Community benefits and criticism of a housing study were topics of discussion during a Northeastern University (NU) Task Force meeting Sept. 17.
It was the last meeting before the Boston Redevelopment Authority (BRA) board votes Oct. 8 on NU’s Institutional Master Plan (IMP). An IMP is a comprehensive development plan that describes an institution’s existing facilities, long-range planning goals and proposed projects.
NU commissioned a housing study that was released in late August to Task Force members. The study found that NU students occupy 10 percent of market-rate rental housing stock on Mission Hill, but their impact on inflating housing prices is “nominal,” due to other larger and more powerful market trends.
Richard Giordano, a Mission Hill resident who works at the Fenway Community Development Corporation, said that the study is flawed because it doesn’t include the university’s 500 master lease units in adjacent neighborhoods, which NU considers on-campus housing. He also said a person “just has to look at the numbers” to know that students are driving up housing prices on Mission Hill. Giordano said “speculators” are buying up properties to rent to students.
Gerald Autler of the BRA countered that the study shows that it is also twenty-somethings who are renting on Mission Hill.
Pat Flaherty, a Task Force member, said it is “not fair” that the study focuses on just NU students, as there are other area colleges that have students living on Mission Hill. She also said that Mission Hill is not gentrifying like other parts of the city.
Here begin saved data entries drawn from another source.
impl DxfVersion {
    const ALL: [DxfVersion; 7] = [
        DxfVersion::R12,
        DxfVersion::R2000,
        DxfVersion::R2004,
        DxfVersion::R2007,
        DxfVersion::R2010,
        DxfVersion::R2013,
        DxfVersion::R2018,
    ];

    pub fn acadver(self) -> &'static str {
        match self {
            DxfVersion::R12 => "AC1009",
            DxfVersion::R2000 => "AC1015",
            DxfVersion::R2004 => "AC1018",
            DxfVersion::R2007 => "AC1021",
            DxfVersion::R2010 => "AC1024",
            DxfVersion::R2013 => "AC1027",
            DxfVersion::R2018 => "AC1032",
        }
    }

    pub fn from_acadver(raw: &str) -> Option<Self> {
        let raw = raw.trim();
        Self::ALL
            .into_iter()
            .find(|version| version.acadver().eq_ignore_ascii_case(raw))
    }

    pub fn name(self) -> &'static str {
        match self {
            DxfVersion::R12 => "R12",
            DxfVersion::R2000 => "R2000",
            DxfVersion::R2004 => "R2004",
            DxfVersion::R2007 => "R2007",
            DxfVersion::R2010 => "R2010",
            DxfVersion::R2013 => "R2013",
            DxfVersion::R2018 => "R2018",
        }
    }

    /// 组码 420 真彩色自 R2004 起可用。
    #[inline]
    pub fn supports_true_color(self) -> bool {
        self >= DxfVersion::R2004
    }

    /// XRECORD 与扩展字典自 R2000（R13 起）可用。
    #[inline]
    pub fn supports_xrecords(self) -> bool {
        self >= DxfVersion::R2000
    }
}

impl fmt::Display for DxfVersion {
    fn fmt(&self, f: &mut fmt::Formatter<'_>) -> fmt::Result {
        f.write_str(self.name())
    }
}

impl FromStr for DxfVersion {
    type Err = DocumentError;

    /// 接受 `R2018` 风格或 `AC1032` 风格的写法。
    fn from_str(raw: &str) -> Result<Self, Self::Err> {
        let trimmed = raw.trim();
        Self::ALL
            .into_iter()
            .find(|version| version.name().eq_ignore_ascii_case(trimmed))
            .or_else(|| Self::from_acadver(trimmed))
            .ok_or_else(|| DocumentError::UnknownVersion(raw.to_string()))
    }
}

#[derive(Debug, Clone, PartialEq, Serialize, Deserialize)]
pub struct Linetype {
    pub handle: Handle,
    pub name: String,
    #[serde(default)]
    pub description: String,
}

/// 图纸空间视口。`frozen_layers` 保存在该视口中冻结的图层句柄（组码 331）。
#[derive(Debug, Clone, PartialEq, Serialize, Deserialize)]
pub struct Viewport {
    pub handle: Handle,
    pub status: i16,
    pub center: Point2,
    pub width: f64,
    pub height: f64,
    #[serde(default, skip_serializing_if = "Vec::is_empty")]
    pub frozen_layers: Vec<Handle>,
}

impl Viewport {
    pub fn new(handle: Handle, center: Point2, width: f64, height: f64) -> Self {
        Self {
            handle,
            status: 1,
            center,
            width,
            height,
            frozen_layers: Vec::new(),
        }
    }

    pub fn is_layer_frozen(&self, layer: Handle) -> bool {
        self.frozen_layers.contains(&layer)
    }

    /// 返回是否发生了变化。
    pub fn freeze_layer(&mut self, layer: Handle) -> bool {
        if self.is_layer_frozen(layer) {
            return false;
        }
        self.frozen_layers.push(layer);
        true
    }

    pub fn thaw_layer(&mut self, layer: Handle) -> bool {
        let before = self.frozen_layers.len();
        self.frozen_layers.retain(|handle| *handle != layer);
        before != self.frozen_layers.len()
    }
}

/// 不透明的 DXF 组码/值对，值保持文件中的文本形式。
#[derive(Debug, Clone, PartialEq, Eq, Serialize, Deserialize)]
pub struct Tag {
    pub code: i32,
    pub value: String,
}

impl Tag {
    pub fn new(code: i32, value: impl ToString) -> Self {
        Self {
            code,
            value: value.to_string(),
        }
    }
}

#[derive(Debug, Clone, PartialEq, Serialize, Deserialize)]
pub struct Dictionary {
    pub handle: Handle,
    pub owner: Handle,
    #[serde(default)]
    pub entries: BTreeMap<String, Handle>,
}

#[derive(Debug, Clone, PartialEq, Serialize, Deserialize)]
pub struct XRecord {
    pub handle: Handle,
    pub owner: Handle,
    #[serde(default)]
    pub tags: Vec<Tag>,
}

#[derive(Debug, Clone, PartialEq, Serialize, Deserialize)]
#[serde(tag = "kind", rename_all = "snake_case")]
pub enum DxfObject {
    Dictionary(Dictionary),
    XRecord(XRecord),
}

impl DxfObject {
    pub fn handle(&self) -> Handle {
        match self {
            DxfObject::Dictionary(dict) => dict.handle,
            DxfObject::XRecord(xrecord) => xrecord.handle,
        }
    }

    pub fn owner(&self) -> Handle {
        match self {
            DxfObject::Dictionary(dict) => dict.owner,
            DxfObject::XRecord(xrecord) => xrecord.owner,
        }
    }
}

/// 文档模型：图层表、线型表、视口与 OBJECTS 段对象。
///
/// 所有容器均为 `BTreeMap`，遍历顺序稳定，写出结果可逐字节比较。
#[derive(Debug, Clone, Serialize, Deserialize)]
pub struct Document {
    version: DxfVersion,
    /// 以小写名称为键，实现大小写不敏感的唯一性。
    layers: BTreeMap<String, Layer>,
    linetypes: BTreeMap<String, Linetype>,
    viewports: BTreeMap<Handle, Viewport>,
    objects: BTreeMap<Handle, DxfObject>,
    next_handle: u64,
}

impl Default for Document {
    fn default() -> Self {
        Self::new(DxfVersion::default())
    }
}
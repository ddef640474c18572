use std::io::{self, Write};
use std::path::Path;

use tracing::{info, warn};
use zlayer_core::document::Document;
use zlayer_core::layer::Layer;
use zlayer_core::overrides::OverrideSet;

/// 打印文档概览：图层状态、视口与各视口的覆盖。
pub fn print_summary(path: &Path, document: &Document) -> io::Result<()> {
    let stdout = io::stdout();
    let mut out = stdout.lock();
    write_summary(&mut out, path, document)
}

pub fn write_summary(out: &mut impl Write, path: &Path, document: &Document) -> io::Result<()> {
    let layer_count = document.layers().count();
    let viewport_count = document.viewports().count();
    info!(layer_count, viewport_count, "文档统计");

    writeln!(out, "文件: {}", path.display())?;
    writeln!(out, "版本: {} ({})", document.version(), document.version().acadver())?;

    writeln!(out, "图层 ({layer_count}):")?;
    for layer in document.layers() {
        writeln!(out, "  - {}", describe_layer(layer))?;
    }

    writeln!(out, "视口 ({viewport_count}):")?;
    for viewport in document.viewports() {
        let frozen: Vec<&str> = viewport
            .frozen_layers
            .iter()
            .filter_map(|handle| document.layer_by_handle(*handle).map(Layer::name))
            .collect();
        writeln!(
            out,
            "  - {} #{} 中心=({:.2}, {:.2}) 尺寸={:.2}x{:.2}{}",
            viewport.handle,
            viewport.status,
            viewport.center.x(),
            viewport.center.y(),
            viewport.width,
            viewport.height,
            if frozen.is_empty() {
                String::new()
            } else {
                format!(" 冻结: {}", frozen.join(", "))
            }
        )?;
    }

    writeln!(out, "视口覆盖:")?;
    let mut any = false;
    for layer in document.layers() {
        let viewports = match document.overridden_viewports(layer.name()) {
            Ok(viewports) => viewports,
            Err(err) => {
                warn!(layer = layer.name(), error = %err, "无法读取视口覆盖");
                writeln!(out, "  - {}: 覆盖记录无效 ({err})", layer.name())?;
                continue;
            }
        };
        for viewport in viewports {
            match document.vp_overrides(layer.name(), viewport) {
                Ok(store) => {
                    any = true;
                    writeln!(
                        out,
                        "  - {} @ {}: {}",
                        layer.name(),
                        viewport,
                        describe_overrides(store.overrides())
                    )?;
                }
                Err(err) => {
                    any = true;
                    warn!(layer = layer.name(), %viewport, error = %err, "无法读取视口覆盖");
                    let reason = if document.viewport(viewport).is_none() {
                        "视口不存在"
                    } else {
                        "覆盖记录无效"
                    };
                    writeln!(out, "  - {} @ {}: {reason} ({err})", layer.name(), viewport)?;
                }
            }
        }
    }
    if !any {
        writeln!(out, "  （无）")?;
    }
    Ok(())
}

fn describe_layer(layer: &Layer) -> String {
    let mut states = vec![if layer.is_on() { "on" } else { "off" }];
    if layer.is_frozen() {
        states.push("frozen");
    }
    if layer.is_locked() {
        states.push("locked");
    }
    if layer.is_xref_dependent() {
        states.push("xref");
    }
    let rgb = layer
        .rgb()
        .map(|rgb| format!(" rgb={rgb}"))
        .unwrap_or_default();
    format!(
        "{} [{}] color={}{rgb} linetype={} lineweight={} transparency={:.3}",
        layer.name(),
        states.join(","),
        layer.color(),
        layer.linetype(),
        layer.lineweight(),
        layer.transparency()
    )
}

fn describe_overrides(set: &OverrideSet) -> String {
    let mut parts = Vec::new();
    if let Some(color) = set.color {
        parts.push(format!("color={color}"));
    }
    if let Some(rgb) = set.rgb {
        parts.push(format!("rgb={rgb}"));
    }
    if let Some(linetype) = &set.linetype {
        parts.push(format!("linetype={linetype}"));
    }
    if let Some(lineweight) = set.lineweight {
        parts.push(format!("lineweight={lineweight}"));
    }
    if let Some(transparency) = set.transparency {
        parts.push(format!("transparency={transparency:.3}"));
    }
    parts.join(" ")
}

#[cfg(test)]
mod tests {
    use super::*;
    use zlayer_core::document::DxfVersion;
    use zlayer_core::geometry::Point2;
    use zlayer_io::DxfFacade;

    #[test]
    fn summary_lists_overrides_per_viewport() {
        let mut document = Document::new(DxfVersion::R2018);
        document.add_layer("WALLS").unwrap();
        let vp = document.add_viewport(Point2::new(0.0, 0.0), 10.0, 10.0).unwrap();
        let mut ovr = document.vp_overrides("WALLS", vp).unwrap();
        ovr.set_color(3).unwrap();
        ovr.set_lineweight(50).unwrap();
        ovr.commit(&mut document).unwrap();

        let mut buffer = Vec::new();
        write_summary(&mut buffer, Path::new("a.dxf"), &document).unwrap();
        let text = String::from_utf8(buffer).unwrap();
        assert!(text.contains("版本: R2018 (AC1032)"), "{text}");
        assert!(text.contains(&format!("WALLS @ {vp}: color=3 lineweight=50")), "{text}");
    }

    #[test]
    fn summary_lists_records_for_missing_viewports() {
        let mut document = Document::new(DxfVersion::R2018);
        document.add_layer("WALLS").unwrap();
        let vp = document.add_viewport(Point2::new(0.0, 0.0), 10.0, 10.0).unwrap();
        let mut ovr = document.vp_overrides("WALLS", vp).unwrap();
        ovr.set_color(3).unwrap();
        ovr.commit(&mut document).unwrap();

        let facade = DxfFacade::new();
        let text = facade
            .write_string(&document)
            .replace(&format!("335\n{vp}\n"), "335\nFFFF\n");
        let document = facade.read_str(&text).unwrap();

        let mut buffer = Vec::new();
        write_summary(&mut buffer, Path::new("c.dxf"), &document).unwrap();
        let text = String::from_utf8(buffer).unwrap();
        assert!(text.contains("WALLS @ FFFF: 视口不存在"), "{text}");
        assert!(!text.contains("（无）"), "{text}");
    }

    #[test]
    fn summary_without_overrides_says_none() {
        let document = Document::new(DxfVersion::R2000);
        let mut buffer = Vec::new();
        write_summary(&mut buffer, Path::new("b.dxf"), &document).unwrap();
        let text = String::from_utf8(buffer).unwrap();
        assert!(text.contains("（无）"));
        assert!(text.contains("0 [on] color=7"));
    }
}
“We’re not having people from the Longwood Medical Area living on Mission Hill because of quality-of-life issues,” she said.
Flaherty also criticized NU for planning to build an expensive research and academic building first, rather than a dorm building. She said that NU would probably be able to build more academic space if it wasn’t “trying to build such a significant building.”
NU Senior Vice President and General Counsel Ralph Martin said that the university built dorms during its last IMP instead of the “academic space we said we needed.”
“We have to do it to fulfill our academic commitments,” he said about building the research building first.
NU also discussed its community benefits during the meeting. The benefits include:
- 10 percent increase in purchasing from small locally-owned business enterprises (SLBE) and women/minority-owned business enterprises within three years.
- 30 percent minority-owned businesses and 10 percent women-owned businesses on all major design/construction projects in the IMP.
- Expanded SLBE participation in the Husky Dollars program.
- 113 scholarships to Boston Public Schools (BPS) students.
Financial aid at 100 percent of need to enrolled undergraduates from BPS.